Enquanto conversamos, descansamos as pernas e montamos nossas barracas, o sol se põe e o céu ganha infinitas tonalidades até se recobrir com o manto escuro da noite. No horizonte, em disputa ou dueto com as estrelas e a lua crescente, está a cidade iluminada. Mais uma vez, veio a percepção quase conflitante de que estávamos no meio de Brasília. A alguns quilômetros dali talvez algum ministro estivesse prestes a assinar um projeto – ou uma delação – o que talvez seja mais provável no nosso cenário político.

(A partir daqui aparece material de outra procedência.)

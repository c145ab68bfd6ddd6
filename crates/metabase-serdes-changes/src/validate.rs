//! Referential validation of change requests against a built graph.
//!
//! Each request is checked on its own target, then every id its payload
//! references (found with the same per-kind rules used on the export) and
//! every declared dependency must resolve:
//!
//! ```text
//! dependency ─► deleted by another request?      ─► reject
//!            ─► archived and policy = exclude?   ─► reject
//!            ─► created by a viable request?     ─► Created
//!            ─► registered in the export?        ─► Export
//!            ─► known to live outside?           ─► External
//!            ─► otherwise                        ─► reject
//! ```
//!
//! Creates may depend on each other, so the set of viable creates is the
//! largest set whose dependencies all resolve (cycles among creates survive
//! here and are rejected by the precedence sort).

use serde::{Deserialize, Serialize};
use std::collections::{BTreeMap, BTreeSet};

use metabase_serdes_graph::metadata::read_chain;
use metabase_serdes_graph::{extract_references, ExportGraph, ReferenceSource, Resolution, TargetScope};
use metabase_serdes_model::{Diagnostic, EntityId, EntityKind};

use crate::config::PlanConfig;
use crate::request::{ChangeOperation, ChangeRequest, ChangeState};

/// How a dependency was satisfied.
#[derive(Debug, Clone, Copy, PartialEq, Eq, Serialize, Deserialize)]
#[serde(tag = "via", rename_all = "snake_case")]
pub enum DependencySource {
    /// A document in the export.
    Export,
    /// Known to live outside the export.
    External,
    /// Created by another request of the same plan.
    Created { request: usize },
}

#[derive(Debug, Clone, PartialEq, Eq, Serialize, Deserialize)]
pub struct ResolvedDependency {
    pub id: EntityId,
    /// Payload slot or `depends_on[k]`.
    pub label: String,
    pub source: DependencySource,
}

/// A request that passed validation.
#[derive(Debug, Clone, PartialEq, Serialize)]
pub struct ValidatedChange {
    pub index: usize,
    pub request: ChangeRequest,
    /// Kind the payload was read as.
    pub kind: EntityKind,
    /// Identity brought into existence by a create.
    pub creates: Option<EntityId>,
    pub resolved_dependencies: Vec<ResolvedDependency>,
    pub state: ChangeState,
}

impl ValidatedChange {
    /// The entity this change acts on, existing or created.
    pub fn subject(&self) -> Option<&EntityId> {
        self.request.target.as_ref().or(self.creates.as_ref())
    }

    pub fn depends_on_creation(&self) -> bool {
        self.resolved_dependencies
            .iter()
            .any(|d| matches!(d.source, DependencySource::Created { .. }))
    }
}

#[derive(Debug, Clone, PartialEq, Serialize)]
pub struct RejectedChange {
    pub index: usize,
    pub request: ChangeRequest,
    pub state: ChangeState,
    pub diagnostics: Vec<Diagnostic>,
}

#[derive(Debug, Clone, Default)]
pub struct Validation {
    pub validated: Vec<ValidatedChange>,
    pub rejected: Vec<RejectedChange>,
    /// Non-fatal findings (null slots in payloads).
    pub warnings: Vec<Diagnostic>,
}

/// A dependency as found, before resolution.
#[derive(Debug, Clone)]
struct Dependency {
    id: EntityId,
    label: String,
}

struct Candidate {
    kind: EntityKind,
    creates: Option<EntityId>,
    dependencies: Vec<Dependency>,
}

pub struct Validator<'a> {
    graph: &'a ExportGraph,
    config: &'a PlanConfig,
    requests: &'a [ChangeRequest],
    deleted_by: BTreeMap<&'a EntityId, usize>,
    archived_by: BTreeMap<&'a EntityId, usize>,
    created_by: BTreeMap<EntityId, usize>,
}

Gabinetes à parte, no acampamento todos os voluntários comemoravam o sucesso do projeto Flona. Na fala de cada um era possível notar o sentimento apaixonado e orgulhoso de quem doou seu tempo e seu dinheiro para fazer aquilo acontecer. João contabilizou: foram mais de 4 mil horas de trabalho e aproximadamente 4 mil reais desembolsados pelos voluntários do Grupo de Caminhadas Brasília para fazer as placas, comprar as tintas, enfim, fazer nascer os Caminhos da Flona. Uma voluntária define “Não é o que a gente dá, é o que a gente recebe”.
“Não tem um prego do ICMBio. Tudo veio do voluntariado. Nós apoiamos apenas com a viatura e as horas de trabalho dos servidores”, ressalta o gestor com a gratidão de quem sabe que ganhou o maior aliado possível para a área protegida: a sociedade.
Ao menos durante a travessia, o clima também foi um aliado. Esperou todos montarem suas barracas, jantarem e se recolherem para então desabar uma pesada chuva que testou a real impermeabilidade das barracas.
No amanhecer do dia seguinte, sobrou da chuva apenas o solo úmido e as gotas no exterior das tendas. Apesar do dia ainda nublado, o tempo estava a nosso favor. Às 9 horas da manhã, já estávamos com o pé de novo na trilha, para garantir que iríamos manter nossa impermeabilidade até o final da caminhada.
O percurso cruza a Bica de Lata e segue em uma rota compartilhada com os ciclistas, afinal, a Flona também é deles. E dos corredores de montanhas que em grupos ou solitários nos ultrapassam facilmente ao longo do dia, num ritmo que seríamos incapazes de manter com as mochilas cargueiras nas costas.
Passamos pela Geladeira, ponto por onde passa o Ribeirão das Pedras, outro dos córregos que comprovam a importância hídrica da Flona e de lá enfrentamos uma subida que nos levou de volta ao cerradão. Morro acima, é possível ver o paredão de árvores que marcam o talhão do eucaliptal, que se estende como uma fronteira exótica atrás e à frente em contraste com a vegetação rasteira e arbustiva da savana nativa, que sobrevive espremida no meio.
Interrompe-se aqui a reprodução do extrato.